Since the days they lived with their single mother in an apartment intended for fewer than three, there had been long periods when Arthur was in and out of Care Homes, especially ones specialising in their own variety of ‘brainwrighting’... until Amy herself was old enough to take over such duties—their mother having vanished as had a replacement father figure who had been living with them for a while until eventually vanishing himself... gradually.
They couldn’t remember his name. They couldn’t even remember their mother’s name or, rather, they had deliberately blocked it out. The man’s name they had genuinely forgotten.
It was a miracle that Arthur managed to find a job at all, let alone such a responsible one as a bus-driver in the city. The fact that his sister was always at his side dressed as a flirtatious bus-driver groupie had been missed by the bus company’s inspectors. Arthur was a good instinctive driver—despite all his driving documents being forgeries.
One day, he was destined to use his bus as a get-away vehicle (with passengers still on board) but that was irrelevant to the events that followed each other—at least semi-logically—in the guise of a story that stood by his side like a narrative thread he followed by means of the metaphysical steering-wheel of his life. Many of the events didn’t directly affect Arthur at all, but those events were directly affected by Arthur.
Returning to his childhood days—when the shadowy mother and father figures were still shimmering like technical interference on a TV screen—his ability to get his hands dirty by actually delving the fingers deep into what he took to be the earth’s crust (or rind) to obtain some purchase on its spinning (also as part of his messy damming river games for which he used the kitchenware substances) was really a dress rehearsal for driving a bus, although he did not realise that at the time, if he realised anything about anything. But certainly Amy—growing into a pretty girl and even prettier woman—knew instinctively that Arthur could control big things just with the flick of his finger.
Arthur dreamed one night of mixed ambitions competing with each other for the forefront of his brain (some eventually to be considered worthless and unmemorable by his waking mind) together with worries about death and guilt... and of crawling forward through a long hedge where it was relatively easy to proceed with only the slightest tear by plant-spike and sting by nettle, until he reached an impenetrable clump at the end edge of the hedge, whereby he had to retreat backwards with the spikes and nettles closing in quite violently as a result of the opposite direction of travel he was attempting to forge through the undergrowth which was resprung against his passage. The dream, however, was not quite so convoluted as the necessarily convoluted account of its own passage through Arthur’s mind. The words for all this had been lost in transit.

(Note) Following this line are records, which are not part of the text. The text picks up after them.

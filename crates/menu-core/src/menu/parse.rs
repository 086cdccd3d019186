//! Decode and shape-check a fetched menu document.

use super::MenuResource;

#[derive(Debug, Clone, PartialEq, Eq, thiserror::Error)]
pub enum DocumentError {
    #[error("body is not a valid menu document: {0}")]
    Decode(String),
    #[error("restaurant name is empty")]
    EmptyName,
}

/// Parses `body` as a menu document. Rejects anything that does not carry a
/// non-empty `restaurant.name` and a `menus` array.
pub fn parse_menu_document(body: &[u8]) -> Result<MenuResource, DocumentError> {
    let menu: MenuResource =
        serde_json::from_slice(body).map_err(|e| DocumentError::Decode(e.to_string()))?;
    if menu.display_name().is_empty() {
        return Err(DocumentError::EmptyName);
    }
    Ok(menu)
}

Maybe, if he retraced his footsteps, clarity could be hauled back, although, no doubt, with some difficulty.
Another dream—this one more grounded in day-to-day life—was one of trying to park his bus each night outside his house, with Amy waving him into some very tight space between other vehicles. His back was once jammed right up to the vehicle behind, but it was only a small thing (a bubble car?) and this had quite a big gap behind itself to manoeuvre in reverse should it want to get out. Arthur’s memory was of something even smaller than a bubble car, but this was probably a later twisting of the truth in the dream to match the verities of waking life.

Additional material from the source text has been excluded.